Last to speak was Chase Thomas, who wound up in the juvenile system after a tumultuous upbringing led to some poor choices, including drugs.
“I ended up getting some pretty heavy judge charges. I actually got sentenced by Judge Carden. Never thought I’d be right here,” he said to laughs, seated next to Carden. “Talk about awkward.”
Now, after serving a juvenile sentence, Thomas is employed, going to school, married and expecting a child in late January.
Jakeia Wilson, 18, who came with a group from New Salem Baptist Church in Jefferson, said she was touched by Thomas’ story.
“It was sad, but looking around you can really see things like that going on. It happens when people really don’t know if they have any help, and they need help, but there’s just not any help around,” she said.

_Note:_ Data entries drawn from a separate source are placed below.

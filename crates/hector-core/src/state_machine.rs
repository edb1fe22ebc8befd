//! Mission state machine.
//!
//! # States
//!
//! | State          | Rotation | Destination                  | Leaves when                         |
//! |----------------|----------|------------------------------|-------------------------------------|
//! | `Takeoff`      | off      | home, at cruise height       | altitude within tolerance of cruise |
//! | `PursueTarget` | on       | live ground target           | planar distance to target arrived   |
//! | `PursueGoal`   | on       | fixed goal                   | planar distance to goal arrived     |
//! | `Return`       | on       | home, at cruise height       | [`ReturnCondition`] satisfied       |
//! | `Land`         | off      | home, at initial altitude    | never                               |
//!
//! Transitions only ever move to [`MissionState::next`], so the machine can
//! never revisit an earlier phase.

use crate::types::{planar_distance, TargetPose};
use nalgebra::{Vector2, Vector3};
use serde::{Deserialize, Serialize};

// ---------------------------------------------------------------------------
// Enums & Config
// ---------------------------------------------------------------------------

#[derive(Debug, Clone, Copy, PartialEq, Eq, PartialOrd, Ord, Hash, Serialize)]
#[repr(u8)]
pub enum MissionState {
    Takeoff = 0,
    PursueTarget = 1,
    PursueGoal = 2,
    Return = 3,
    Land = 4,
}

impl MissionState {
    pub const ALL: [MissionState; NUM_STATES] = [
        Self::Takeoff,
        Self::PursueTarget,
        Self::PursueGoal,
        Self::Return,
        Self::Land,
    ];

    pub fn label(self) -> &'static str {
        match self {
            Self::Takeoff => "TAKEOFF",
            Self::PursueTarget => "PURSUE_TARGET",
            Self::PursueGoal => "PURSUE_GOAL",
            Self::Return => "RETURN",
            Self::Land => "LAND",
        }
    }

    /// The only state this one may transition into.
    pub fn next(self) -> Option<Self> {
        match self {
            Self::Takeoff => Some(Self::PursueTarget),
            Self::PursueTarget => Some(Self::PursueGoal),
            Self::PursueGoal => Some(Self::Return),
            Self::Return => Some(Self::Land),
            Self::Land => None,
        }
    }

    /// Whether the motion controller may rotate the vehicle in this state.
    pub fn rotation_enabled(self) -> bool {
        matches!(self, Self::PursueTarget | Self::PursueGoal | Self::Return)
    }
}

pub const NUM_STATES: usize = 5;

/// What ends the RETURN leg.
#[derive(Debug, Clone, Copy, PartialEq, Eq, Default, Serialize, Deserialize)]
#[serde(rename_all = "kebab-case")]
pub enum ReturnCondition {
    /// Land once the ground target reports its own mission finished.
    #[default]
    MissionSignal,
    /// Land once the vehicle is back over home.
    ReachedHome,
    /// Land on whichever of the above happens first.
    Either,
}

#[derive(Debug, Clone, Copy, PartialEq)]
pub struct StateMachineConfig {
    pub cruise_height: f64,
    pub height_tolerance: f64,
    pub close_enough: f64,
    /// Launch position; also the landing spot.
    pub home: Vector3<f64>,
    pub goal: Vector2<f64>,
    pub return_condition: ReturnCondition,
}

impl Default for StateMachineConfig {
    fn default() -> Self {
        Self {
            cruise_height: 2.0,
            height_tolerance: 0.05,
            close_enough: 0.1,
            home: Vector3::new(0.0, 0.0, 0.178),
            goal: Vector2::zeros(),
            return_condition: ReturnCondition::MissionSignal,
        }
    }
}

/// Inputs required by the state machine update.
#[derive(Debug, Clone, Copy)]
pub struct MissionInput {
    pub time: f64,
    pub position: Vector3<f64>,
    pub target: TargetPose,
    pub mission_active: Option<bool>,
}

/// Where the planner should head this tick, and how fast it should be
/// moving on arrival.
#[derive(Debug, Clone, Copy, PartialEq)]
pub struct Destination {
    pub position: Vector3<f64>,
    pub velocity: Vector3<f64>,
}

impl Destination {
    fn fixed(position: Vector3<f64>) -> Self {
        Self {
            position,
            velocity: Vector3::zeros(),
        }
    }
}

// ---------------------------------------------------------------------------
// State Machine
// ---------------------------------------------------------------------------

pub struct StateMachine {
    config: StateMachineConfig,
    state: MissionState,

    /// Time at which each state was first entered, NaN if never.
    transition_times: [f64; NUM_STATES],
}

impl Default for StateMachine {
    fn default() -> Self {
        Self::new(StateMachineConfig::default())
    }
}

impl StateMachine {
    pub fn new(config: StateMachineConfig) -> Self {
        let mut transition_times = [f64::NAN; NUM_STATES];
        transition_times[MissionState::Takeoff as usize] = 0.0;

        Self {
            config,
            state: MissionState::Takeoff,
            transition_times,
        }
    }

    /// Evaluate the transition predicate for the current state and advance
    /// by at most one state.
    pub fn update(&mut self, input: &MissionInput) -> MissionState {
        let cfg = &self.config;

        let advance = match self.state {
            MissionState::Takeoff => cfg.cruise_height - input.position.z <= cfg.height_tolerance,
            MissionState::PursueTarget => {
                planar_distance(&input.position, &input.target.position) <= cfg.close_enough
            }
            MissionState::PursueGoal => {
                planar_distance(&input.position, &cfg.goal) <= cfg.close_enough
            }
            MissionState::Return => {
                let signal_done = input.mission_active == Some(false);
                let home_reached =
                    planar_distance(&input.position, &cfg.home.xy()) <= cfg.close_enough;
                match cfg.return_condition {
                    ReturnCondition::MissionSignal => signal_done,
                    ReturnCondition::ReachedHome => home_reached,
                    ReturnCondition::Either => signal_done || home_reached,
                }
            }
            MissionState::Land => false,
        };

        if advance {
            if let Some(next) = self.state.next() {
                self.transition_to(next, input.time);
            }
        }

        self.state
    }

    fn transition_to(&mut self, new_state: MissionState, time: f64) {
        tracing::info!(
            from = self.state.label(),
            to = new_state.label(),
            time,
            "mission transition"
        );
        self.state = new_state;
        self.transition_times[new_state as usize] = time;
    }

    /// Resolve the destination for the current state.
    pub fn destination(&self, target: &TargetPose) -> Destination {
        let cfg = &self.config;
        let home = cfg.home;

        match self.state {
            MissionState::Takeoff | MissionState::Return => {
                Destination::fixed(Vector3::new(home.x, home.y, cfg.cruise_height))
            }
            MissionState::PursueTarget => Destination {
                position: Vector3::new(target.position.x, target.position.y, cfg.cruise_height),
                velocity: Vector3::new(target.velocity.x, target.velocity.y, 0.0),
            },
            MissionState::PursueGoal => {
                Destination::fixed(Vector3::new(cfg.goal.x, cfg.goal.y, cfg.cruise_height))
            }
            MissionState::Land => Destination::fixed(home),
        }
    }

    pub fn rotate(&self) -> bool {
        self.state.rotation_enabled()
    }

    pub fn current_state(&self) -> MissionState {
        self.state
    }

    pub fn config(&self) -> &StateMachineConfig {
        &self.config
    }

    /// Time the given state was entered, or NaN if not reached yet.
    pub fn transition_time(&self, state: MissionState) -> f64 {
        self.transition_times[state as usize]
    }

    pub fn transition_times(&self) -> &[f64; NUM_STATES] {
        &self.transition_times
    }
}

#[cfg(test)]
mod tests {
    use super::*;

    fn config() -> StateMachineConfig {
        StateMachineConfig {
            goal: Vector2::new(5.0, 5.0),
            ..Default::default()
        }
    }

    fn input(time: f64, position: Vector3<f64>, target: Vector2<f64>) -> MissionInput {
        MissionInput {
            time,
            position,
            target: TargetPose::at(target),
            mission_active: Some(true),
        }
    }

    /// Drive a fresh machine into PURSUE_TARGET.
    fn airborne() -> StateMachine {
        let mut sm = StateMachine::new(config());
        sm.update(&input(1.0, Vector3::new(0.0, 0.0, 2.0), Vector2::new(3.0, 0.0)));
        assert_eq!(sm.current_state(), MissionState::PursueTarget);
        sm
    }

    #[test]
    fn test_takeoff_waits_for_height() {
        let mut sm = StateMachine::new(config());
        assert!(!sm.rotate());

        let s = sm.update(&input(0.1, Vector3::new(0.0, 0.0, 1.0), Vector2::new(3.0, 0.0)));
        assert_eq!(s, MissionState::Takeoff);

        let s = sm.update(&input(0.2, Vector3::new(0.0, 0.0, 1.96), Vector2::new(3.0, 0.0)));
        assert_eq!(s, MissionState::PursueTarget);
        assert!(sm.rotate());
        assert_eq!(sm.transition_time(MissionState::PursueTarget), 0.2);
    }

    #[test]
    fn test_takeoff_accepts_overshoot() {
        let mut sm = StateMachine::new(config());
        let s = sm.update(&input(0.1, Vector3::new(0.0, 0.0, 2.0000001), Vector2::zeros()));
        assert_eq!(s, MissionState::PursueTarget);
    }

    #[test]
    fn test_far_target_stays_in_pursuit() {
        let mut sm = airborne();
        for i in 0..10 {
            let s = sm.update(&input(
                2.0 + i as f64,
                Vector3::new(0.0, 0.0, 2.0),
                Vector2::new(0.100_01, 0.0),
            ));
            assert_eq!(s, MissionState::PursueTarget);
        }
    }

    #[test]
    fn test_close_target_moves_to_goal() {
        let mut sm = airborne();
        // Altitude differs but only planar distance counts.
        let s = sm.update(&input(2.0, Vector3::new(3.0, 0.05, 9.0), Vector2::new(3.0, 0.0)));
        assert_eq!(s, MissionState::PursueGoal);
    }

    #[test]
    fn test_threshold_is_inclusive() {
        let mut sm = StateMachine::new(StateMachineConfig {
            close_enough: 0.5,
            ..config()
        });
        sm.update(&input(1.0, Vector3::new(0.0, 0.0, 2.0), Vector2::new(3.0, 0.0)));
        let s = sm.update(&input(2.0, Vector3::new(0.0, 0.0, 2.0), Vector2::new(0.5, 0.0)));
        assert_eq!(s, MissionState::PursueGoal);
    }

    #[test]
    fn test_one_transition_per_tick() {
        let mut sm = StateMachine::new(config());
        // Satisfies TAKEOFF, PURSUE_TARGET and PURSUE_GOAL predicates at once.
        let s = sm.update(&input(0.1, Vector3::new(5.0, 5.0, 2.0), Vector2::new(5.0, 5.0)));
        assert_eq!(s, MissionState::PursueTarget);
        let s = sm.update(&input(0.2, Vector3::new(5.0, 5.0, 2.0), Vector2::new(5.0, 5.0)));
        assert_eq!(s, MissionState::PursueGoal);
    }

    #[test]
    fn test_never_goes_back() {
        let mut sm = airborne();
        sm.update(&input(2.0, Vector3::new(3.0, 0.0, 2.0), Vector2::new(3.0, 0.0)));
        assert_eq!(sm.current_state(), MissionState::PursueGoal);

        // Altitude drops below cruise and the target is right below us:
        // neither TAKEOFF nor PURSUE_TARGET may come back.
        for i in 0..20 {
            let s = sm.update(&input(
                3.0 + i as f64,
                Vector3::new(3.0, 0.0, 0.5),
                Vector2::new(3.0, 0.0),
            ));
            assert!(s >= MissionState::PursueGoal, "went back to {}", s.label());
        }
    }

    #[test]
    fn test_return_waits_for_signal() {
        let mut sm = airborne();
        sm.update(&input(2.0, Vector3::new(3.0, 0.0, 2.0), Vector2::new(3.0, 0.0)));
        sm.update(&input(3.0, Vector3::new(5.0, 5.0, 2.0), Vector2::new(3.0, 0.0)));
        assert_eq!(sm.current_state(), MissionState::Return);

        // Back over home but the target is still running.
        let s = sm.update(&input(4.0, Vector3::new(0.0, 0.0, 2.0), Vector2::new(3.0, 0.0)));
        assert_eq!(s, MissionState::Return);

        // Unknown signal is not "finished".
        let mut unknown = input(5.0, Vector3::new(0.0, 0.0, 2.0), Vector2::new(3.0, 0.0));
        unknown.mission_active = None;
        assert_eq!(sm.update(&unknown), MissionState::Return);

        let mut done = input(6.0, Vector3::new(1.0, 1.0, 2.0), Vector2::new(3.0, 0.0));
        done.mission_active = Some(false);
        assert_eq!(sm.update(&done), MissionState::Land);
        assert!(!sm.rotate());

        // Terminal.
        assert_eq!(sm.update(&done), MissionState::Land);
    }

    #[test]
    fn test_return_on_reaching_home() {
        let mut sm = StateMachine::new(StateMachineConfig {
            return_condition: ReturnCondition::ReachedHome,
            ..config()
        });
        sm.update(&input(1.0, Vector3::new(0.0, 0.0, 2.0), Vector2::new(3.0, 0.0)));
        sm.update(&input(2.0, Vector3::new(3.0, 0.0, 2.0), Vector2::new(3.0, 0.0)));
        sm.update(&input(3.0, Vector3::new(5.0, 5.0, 2.0), Vector2::new(3.0, 0.0)));
        assert_eq!(sm.current_state(), MissionState::Return);

        let mut done = input(4.0, Vector3::new(2.0, 2.0, 2.0), Vector2::new(3.0, 0.0));
        done.mission_active = Some(false);
        assert_eq!(sm.update(&done), MissionState::Return);

        let s = sm.update(&input(5.0, Vector3::new(0.05, 0.0, 2.0), Vector2::new(3.0, 0.0)));
        assert_eq!(s, MissionState::Land);
    }

    #[test]
    fn test_destinations() {
        let mut sm = StateMachine::new(config());
        let target = TargetPose::moving(Vector2::new(3.0, 1.0), Vector2::new(0.2, -0.1));

        let d = sm.destination(&target);
        assert_eq!(d.position, Vector3::new(0.0, 0.0, 2.0));
        assert_eq!(d.velocity, Vector3::zeros());

        sm.update(&input(1.0, Vector3::new(0.0, 0.0, 2.0), Vector2::new(3.0, 1.0)));
        let d = sm.destination(&target);
        assert_eq!(d.position, Vector3::new(3.0, 1.0, 2.0));
        assert_eq!(d.velocity, Vector3::new(0.2, -0.1, 0.0));

        sm.update(&input(2.0, Vector3::new(3.0, 1.0, 2.0), Vector2::new(3.0, 1.0)));
        let d = sm.destination(&target);
        assert_eq!(d.position, Vector3::new(5.0, 5.0, 2.0));
    }

    #[test]
    fn test_transition_times_unreached_are_nan() {
        let sm = airborne();
        assert_eq!(sm.transition_time(MissionState::Takeoff), 0.0);
        assert_eq!(sm.transition_time(MissionState::PursueTarget), 1.0);
        assert!(sm.transition_time(MissionState::PursueGoal).is_nan());
        assert!(sm.transition_time(MissionState::Land).is_nan());
    }
}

Some of the information produced laughs — not many expected to hear a public official talk frankly about sex — but all of the information was ultimately serious advice.
Corey Cantrell, 15, a rising sophomore at Gainesville High School, said he would attend another forum if organized.
“It was a good program, but everything they told me I know, except the Seven Deadly Sin thing. I didn’t know anything about that,” he said.
Cheek said, ultimately, it falls on each child individually to make the choices to keep them out of trouble.
“Life is full of choices, but with those choices come consequences. If you make those positive choices, you don’t have to worry about seeing these people on the panel,” she said.